Spoiler alert…If you’d like to read the eulogy first, then click here.
My father, Clive, died of a degenerative neurological disease 8 years ago. I was living in Sydney at the time and a week before he died, my cousin called to say that Dad had been admitted to hospital with an infection and while he could no longer speak or write, he’d managed to make it clear that not only did he not want to be treated with antibiotics, but he was refusing all food and water. He was choosing to go.
Dad had been diagnosed with Lewy Body disease 7 years before his death and during that time had gone from being a proud, fit, immensely self-disciplined (sometimes even a little Victorian) surgeon to a wizened little old man unable to walk, talk or care for himself. Witnessing the deterioration was at times almost intolerable. And watching him die was, I think, quite possibly the most challenging thing I’ve experienced. I spent that last week with him, barely leaving his room. I talked to him, listened to the classical music he loved so much and sat in silence reading the final Harry Potter book as his body shut down.
However there were moments of light. Dad’s sense of humour was dry, gentle and occasionally wicked. His determination formidable. At one point his sister found him taking his own pulse. ‘What are you doing CB?!’ she exclaimed and caught the faintest glimmer of a smile. In the place he’d worked for so many years as a physician, the staff were truly wonderful, nurses who’d assisted him in theatre came and sat for a while softly stroking his hand. At times the room was full of family and friends hooting with laughter, recounting escapades and adventures.
For the last few days of his life my father was mostly unconscious, doped up on morphine, a sallow skinned shell of a man. Occasionally his eyes would half open, but as Harry and Voldemort waged their final battle, Dad did not ‘rage against the dying of the light’ instead he let go, breath by shuddering breath, winding down like an elegant antique watch.
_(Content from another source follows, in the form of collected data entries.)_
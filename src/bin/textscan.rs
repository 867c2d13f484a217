//! Command-line interface for textscan
//!
//! Runs the character-run and palindrome demonstration, or scans arbitrary
//! text with one of the subcommands.
//!
//! Usage:
//!   textscan                                        - Run the demonstration on the built-in samples
//!   textscan demo [--config `<path>`] [--format `<format>`] - Same, with sample overrides
//!   textscan runs `<text>` [--format `<format>`]          - Find triple runs in the given text
//!   textscan normalize `<text>`                       - Strip non-letters and lowercase
//!   textscan peel `<text>` [--format `<format>`]          - Normalize, then peel matching end pairs

use clap::{Arg, Command};
use textscan::config::{Loader, TextscanConfig};
use textscan::scan::normalize::normalize;
use textscan::scan::report::{run_demo, OutputFormat, PalindromeReport, RunReport};

fn main() {
    let matches = Command::new("textscan")
        .version(env!("CARGO_PKG_VERSION"))
        .about("Scans text for repeated-character runs and palindromic structure")
        .subcommand(
            Command::new("demo")
                .about("Run the demonstration on the configured samples")
                .arg(
                    Arg::new("config")
                        .long("config")
                        .short('c')
                        .help("TOML file layered over the built-in samples"),
                )
                .arg(format_arg()),
        )
        .subcommand(
            Command::new("runs")
                .about("Find triple runs in the given text")
                .arg(
                    Arg::new("text")
                        .help("Text to scan")
                        .required(true)
                        .index(1),
                )
                .arg(format_arg()),
        )
        .subcommand(
            Command::new("normalize")
                .about("Strip non-letters from the given text and lowercase it")
                .arg(
                    Arg::new("text")
                        .help("Text to normalize")
                        .required(true)
                        .index(1),
                ),
        )
        .subcommand(
            Command::new("peel")
                .about("Normalize the given text, then peel matching end pairs")
                .arg(
                    Arg::new("text")
                        .help("Text to peel")
                        .required(true)
                        .index(1),
                )
                .arg(format_arg()),
        )
        .get_matches();

    // Handle subcommands; a bare invocation runs the demonstration
    match matches.subcommand() {
        Some(("demo", demo_matches)) => {
            let config_path = demo_matches.get_one::<String>("config");
            let format = demo_matches.get_one::<String>("format").unwrap();
            handle_demo_command(config_path.map(String::as_str), format);
        }
        Some(("runs", runs_matches)) => {
            let text = runs_matches.get_one::<String>("text").unwrap();
            let format = runs_matches.get_one::<String>("format").unwrap();
            handle_runs_command(text, format);
        }
        Some(("normalize", normalize_matches)) => {
            let text = normalize_matches.get_one::<String>("text").unwrap();
            handle_normalize_command(text);
        }
        Some(("peel", peel_matches)) => {
            let text = peel_matches.get_one::<String>("text").unwrap();
            let format = peel_matches.get_one::<String>("format").unwrap();
            handle_peel_command(text, format);
        }
        None => handle_demo_command(None, "simple"),
        _ => unreachable!(),
    }
}

fn format_arg() -> Arg {
    Arg::new("format")
        .long("format")
        .short('f')
        .help("Output format ('simple' or 'json')")
        .default_value("simple")
}

fn parse_format(format: &str) -> OutputFormat {
    OutputFormat::from_string(format).unwrap_or_else(|e| {
        eprintln!("Error: {}", e);
        std::process::exit(1);
    })
}

fn load_config(path: Option<&str>) -> TextscanConfig {
    let loader = match path {
        Some(path) => Loader::new().with_file(path),
        None => Loader::new(),
    };
    loader.build().unwrap_or_else(|e| {
        eprintln!("Configuration error: {}", e);
        std::process::exit(1);
    })
}

/// Handle the demo command (and the bare invocation)
fn handle_demo_command(config_path: Option<&str>, format: &str) {
    let format = parse_format(format);
    let config = load_config(config_path);
    let report = run_demo(&config);
    print_rendered(report.render(format));
}

/// Handle the runs command
fn handle_runs_command(text: &str, format: &str) {
    let format = parse_format(format);
    let report = RunReport::scan(text);
    print_rendered(report.render(format));
}

/// Handle the normalize command
fn handle_normalize_command(text: &str) {
    println!("{}", normalize(text));
}

/// Handle the peel command
fn handle_peel_command(text: &str, format: &str) {
    let format = parse_format(format);
    let report = PalindromeReport::scan(text);
    print_rendered(report.render(format));
}

fn print_rendered(rendered: Result<String, textscan::scan::report::ReportError>) {
    match rendered {
        Ok(output) => print!("{}", output),
        Err(e) => {
            eprintln!("Error: {}", e);
            std::process::exit(1);
        }
    }
}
However on the clear, sunny winter’s morning that Dad died, my cousin and I were sitting quietly talking in his room when he suddenly, unexpectedly, sat bolt upright. No longer cloudy, his eyes were clear and bright. The sallow complexion and weighty aura had been replaced by something much clearer and lighter. He sat there, for those last few seconds, and looked not at us, but past us with an expression of wonder.
And yet the thing that really took my breath away and has kept me wondering ever since, was that in his expression I could see recognition. It was as if he was seeing something he recognised and this delighted him beyond measure.
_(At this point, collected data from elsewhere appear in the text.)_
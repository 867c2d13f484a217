//! Segment tokens for letter classification
//!
//! The normalizer does not need a full grammar: it only distinguishes runs of
//! letters from everything else. The segments are defined using the logos
//! derive macro so the classification stays declarative; letter membership
//! comes from the Unicode `\p{L}` class, so letters from any script qualify.

use logos::Logos;

/// A maximal run of letters or non-letters.
#[derive(Logos, Debug, PartialEq, Eq, Clone, Copy)]
pub enum Segment {
    /// One or more consecutive letters, from any script.
    #[regex(r"\p{L}+")]
    Letters,

    /// One or more consecutive non-letters: whitespace, digits, punctuation, symbols.
    #[regex(r"[^\p{L}]+")]
    Other,
}

impl Segment {
    /// Check if this segment is a letter run.
    pub fn is_letters(&self) -> bool {
        matches!(self, Segment::Letters)
    }
}

/// Split source text into its letter / non-letter segments.
pub fn segment(source: &str) -> Vec<Segment> {
    Segment::lexer(source).filter_map(|token| token.ok()).collect()
}

/// Split source text into segments with their byte spans.
///
/// The two segment patterns cover every character, so the spans tile the
/// whole source.
pub fn segment_with_spans(source: &str) -> Vec<(Segment, std::ops::Range<usize>)> {
    Segment::lexer(source)
        .spanned()
        .filter_map(|(token, span)| token.ok().map(|segment| (segment, span)))
        .collect()
}

#[cfg(test)]
mod tests {
    use super::*;

    #[test]
    fn test_plain_words() {
        assert_eq!(
            segment("hello world"),
            vec![Segment::Letters, Segment::Other, Segment::Letters]
        );
    }

    #[test]
    fn test_punctuation_and_digits_group_together() {
        assert_eq!(
            segment("abc, 123!"),
            vec![Segment::Letters, Segment::Other]
        );
    }

    #[test]
    fn test_non_ascii_letters() {
        // 'å' and the en dash exercise multi-byte boundaries
        assert_eq!(
            segment_with_spans("på – x"),
            vec![
                (Segment::Letters, 0..3),
                (Segment::Other, 3..8),
                (Segment::Letters, 8..9),
            ]
        );
    }

    #[test]
    fn test_empty_input() {
        assert_eq!(segment(""), vec![]);
    }

    #[test]
    fn test_segment_predicates() {
        assert!(Segment::Letters.is_letters());
        assert!(!Segment::Other.is_letters());
    }
}
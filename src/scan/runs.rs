//! Triple-run finding
//!
//! A triple is three consecutive occurrences of the same character. A run is
//! one or more adjacent triples; the triples inside one run may use different
//! characters, so `"aaabbb"` is a single six-character run. Runs never
//! overlap, and scanning resumes immediately after each run: a uniform
//! stretch of four characters contributes only its first triple, and the
//! leftover character is available to start a later run.
//!
//! The scan is a direct character procedure rather than a regex. Matching a
//! triple requires comparing a character against itself (a backreference),
//! which the regex crate's automaton engine does not support.

use serde::Serialize;

/// A single triple run located in a haystack.
#[derive(Debug, Clone, PartialEq, Eq, Serialize)]
pub struct TripleRun {
    /// The matched substring.
    pub text: String,
    /// Byte offset of the start of the run.
    pub start: usize,
    /// Byte offset one past the end of the run.
    pub end: usize,
}

/// Find all non-overlapping triple runs in `input`, in order of occurrence.
///
/// At each position the scan greedily consumes as many consecutive uniform
/// triples as it can; one or more consumed triples form a run. Absence of
/// runs is an empty vector, never an error.
pub fn find_triple_runs(input: &str) -> Vec<TripleRun> {
    let chars: Vec<(usize, char)> = input.char_indices().collect();
    let mut runs = Vec::new();
    let mut i = 0;
    while i < chars.len() {
        let mut j = i;
        while j + 3 <= chars.len()
            && chars[j].1 == chars[j + 1].1
            && chars[j].1 == chars[j + 2].1
        {
            j += 3;
        }
        if j > i {
            let start = chars[i].0;
            let end = if j < chars.len() { chars[j].0 } else { input.len() };
            runs.push(TripleRun {
                text: input[start..end].to_string(),
                start,
                end,
            });
            i = j;
        } else {
            i += 1;
        }
    }
    runs
}

/// The matched substrings only, in order of occurrence.
pub fn triple_run_texts(input: &str) -> Vec<String> {
    find_triple_runs(input)
        .into_iter()
        .map(|run| run.text)
        .collect()
}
I’ve spoken to doctor friends who have explained his reaction in terms of biochemistry. But those doctor friends weren’t there. I knew my father, I saw what happened and there is absolutely no doubt in my mind that he saw something, someone, somewhere he recognised.
My father was not religious. I don’t recollect hearing him ever hear him say anything remotely spiritual. While he was something of a renaissance man (farmer, artist, sportsman), he was essentially a man of science. He even considered chiropractors and psychologists to be on the fringe. Yet this absolute lack of spiritual belief and practice made his behavior in those final few seconds even more remarkable.
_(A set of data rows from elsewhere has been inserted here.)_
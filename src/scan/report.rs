//! Demonstration pipeline and output rendering
//!
//! Drives the scanning passes over sample strings and renders the combined
//! results. Two renderings are supported:
//!
//! - `simple`: the console lines of the demonstration. One match list per run
//!   sample, then the normalized phrase, then one `false` line per failed
//!   peel round.
//! - `json`: the full report serialized with serde_json, including match
//!   spans and every peel round.

use crate::config::TextscanConfig;
use crate::scan::normalize::normalize;
use crate::scan::palindrome::{peel_rounds, PeelRound};
use crate::scan::runs::{find_triple_runs, TripleRun};
use serde::Serialize;
use std::fmt;

/// Output format for rendered reports.
#[derive(Debug, Clone, Copy, PartialEq, Eq)]
pub enum OutputFormat {
    Simple,
    Json,
}

impl OutputFormat {
    /// Parse a format name like "simple" or "json".
    pub fn from_string(format: &str) -> Result<Self, ReportError> {
        match format {
            "simple" => Ok(OutputFormat::Simple),
            "json" => Ok(OutputFormat::Json),
            other => Err(ReportError::InvalidFormat(other.to_string())),
        }
    }
}

/// Error type for report rendering.
#[derive(Debug, Clone, PartialEq)]
pub enum ReportError {
    /// Unknown output format name
    InvalidFormat(String),
    /// Report serialization failed
    Serialization(String),
}

impl fmt::Display for ReportError {
    fn fmt(&self, f: &mut fmt::Formatter<'_>) -> fmt::Result {
        match self {
            ReportError::InvalidFormat(name) => write!(f, "Unknown output format: {}", name),
            ReportError::Serialization(msg) => write!(f, "Serialization failed: {}", msg),
        }
    }
}

impl std::error::Error for ReportError {}

/// Triple-run results for one sample string.
#[derive(Debug, Clone, PartialEq, Serialize)]
pub struct RunReport {
    /// The scanned input.
    pub input: String,
    /// The runs found, in order of occurrence.
    pub matches: Vec<TripleRun>,
}

impl RunReport {
    /// Scan `input` for triple runs.
    pub fn scan(input: &str) -> Self {
        Self {
            input: input.to_string(),
            matches: find_triple_runs(input),
        }
    }

    /// Render this report in the requested format.
    pub fn render(&self, format: OutputFormat) -> Result<String, ReportError> {
        match format {
            OutputFormat::Simple => Ok(self.render_simple()),
            OutputFormat::Json => to_json(self),
        }
    }

    fn render_simple(&self) -> String {
        let texts: Vec<&str> = self.matches.iter().map(|run| run.text.as_str()).collect();
        format!("{:?}\n", texts)
    }
}

/// Normalization and peeling results for one phrase.
#[derive(Debug, Clone, PartialEq, Serialize)]
pub struct PalindromeReport {
    /// The raw input phrase.
    pub input: String,
    /// The letters-only lowercase form that was peeled.
    pub normalized: String,
    /// Every round of the bounded peeling loop.
    pub rounds: Vec<PeelRound>,
}

impl PalindromeReport {
    /// Normalize `input`, then run the bounded peeling loop on the result.
    pub fn scan(input: &str) -> Self {
        let normalized = normalize(input);
        let rounds = peel_rounds(&normalized);
        Self {
            input: input.to_string(),
            normalized,
            rounds,
        }
    }

    /// Render this report in the requested format.
    pub fn render(&self, format: OutputFormat) -> Result<String, ReportError> {
        match format {
            OutputFormat::Simple => Ok(self.render_simple()),
            OutputFormat::Json => to_json(self),
        }
    }

    fn render_simple(&self) -> String {
        let mut out = format!("{}\n", self.normalized);
        for round in &self.rounds {
            if !round.matched {
                out.push_str("false\n");
            }
        }
        out
    }
}

/// Combined results of the demonstration.
#[derive(Debug, Clone, PartialEq, Serialize)]
pub struct DemoReport {
    /// One report per configured run sample.
    pub runs: Vec<RunReport>,
    /// The palindrome sample report.
    pub palindrome: PalindromeReport,
}

impl DemoReport {
    /// Render the report in the requested format.
    pub fn render(&self, format: OutputFormat) -> Result<String, ReportError> {
        match format {
            OutputFormat::Simple => Ok(self.render_simple()),
            OutputFormat::Json => to_json(self),
        }
    }

    fn render_simple(&self) -> String {
        let mut out = String::new();
        for run in &self.runs {
            out.push_str(&run.render_simple());
        }
        out.push_str(&self.palindrome.render_simple());
        out
    }
}

/// Scan the configured samples and collect the results.
pub fn run_demo(config: &TextscanConfig) -> DemoReport {
    DemoReport {
        runs: config
            .samples
            .runs
            .iter()
            .map(|input| RunReport::scan(input))
            .collect(),
        palindrome: PalindromeReport::scan(&config.samples.palindrome),
    }
}

fn to_json<T: Serialize>(value: &T) -> Result<String, ReportError> {
    serde_json::to_string_pretty(value).map_err(|e| ReportError::Serialization(e.to_string()))
}

#[cfg(test)]
mod tests {
    use super::*;

    #[test]
    fn test_format_parsing() {
        assert_eq!(OutputFormat::from_string("simple"), Ok(OutputFormat::Simple));
        assert_eq!(OutputFormat::from_string("json"), Ok(OutputFormat::Json));
        assert_eq!(
            OutputFormat::from_string("yaml"),
            Err(ReportError::InvalidFormat("yaml".to_string()))
        );
    }

    #[test]
    fn test_run_report_simple_rendering() {
        let report = RunReport::scan("xxaaabbbxx cccc");
        assert_eq!(
            report.render(OutputFormat::Simple).unwrap(),
            "[\"aaabbb\", \"ccc\"]\n"
        );
    }

    #[test]
    fn test_palindrome_report_simple_rendering() {
        let report = PalindromeReport::scan("Hello!");
        assert_eq!(report.normalized, "hello");
        assert_eq!(
            report.render(OutputFormat::Simple).unwrap(),
            "hello\nfalse\nfalse\n"
        );
    }

    #[test]
    fn test_palindrome_report_clean_peel_prints_no_false() {
        let report = PalindromeReport::scan("aba");
        assert_eq!(report.render(OutputFormat::Simple).unwrap(), "aba\n");
    }

    #[test]
    fn test_json_rendering_round_trips() {
        let report = RunReport::scan("aaa");
        let json = report.render(OutputFormat::Json).unwrap();
        let value: serde_json::Value = serde_json::from_str(&json).unwrap();
        assert_eq!(value["matches"][0]["text"], "aaa");
        assert_eq!(value["matches"][0]["start"], 0);
        assert_eq!(value["matches"][0]["end"], 3);
    }
}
As I read the final line of Mona Simpson’s eulogy for her brother Steve, describing his final few moments of looking past family and saying ‘OH WOW. OH WOW. OH WOW.’ – I said ‘Oh wow’, out loud, too. While I don’t know what Dad saw and I obviously have no idea what Steve saw, I recognise in Mona’s telling of Steve’s final moments, the experience of bearing witness to someone passing into the Wow. Wherever and whatever that may be…
The day after Mona’s eulogy for Steve was published the NZ Herald printed an article entitled ‘Steve Jobs’ odd last words revealed‘ noting that apparently before his death Thomas “Edison emerged from a coma, opened his eyes, looked upwards and said ‘It is very beautiful over there’.
Steve, Thomas, Dad. Maybe not so odd after all.
I would love to hear from anyone else who has shared a similar experience.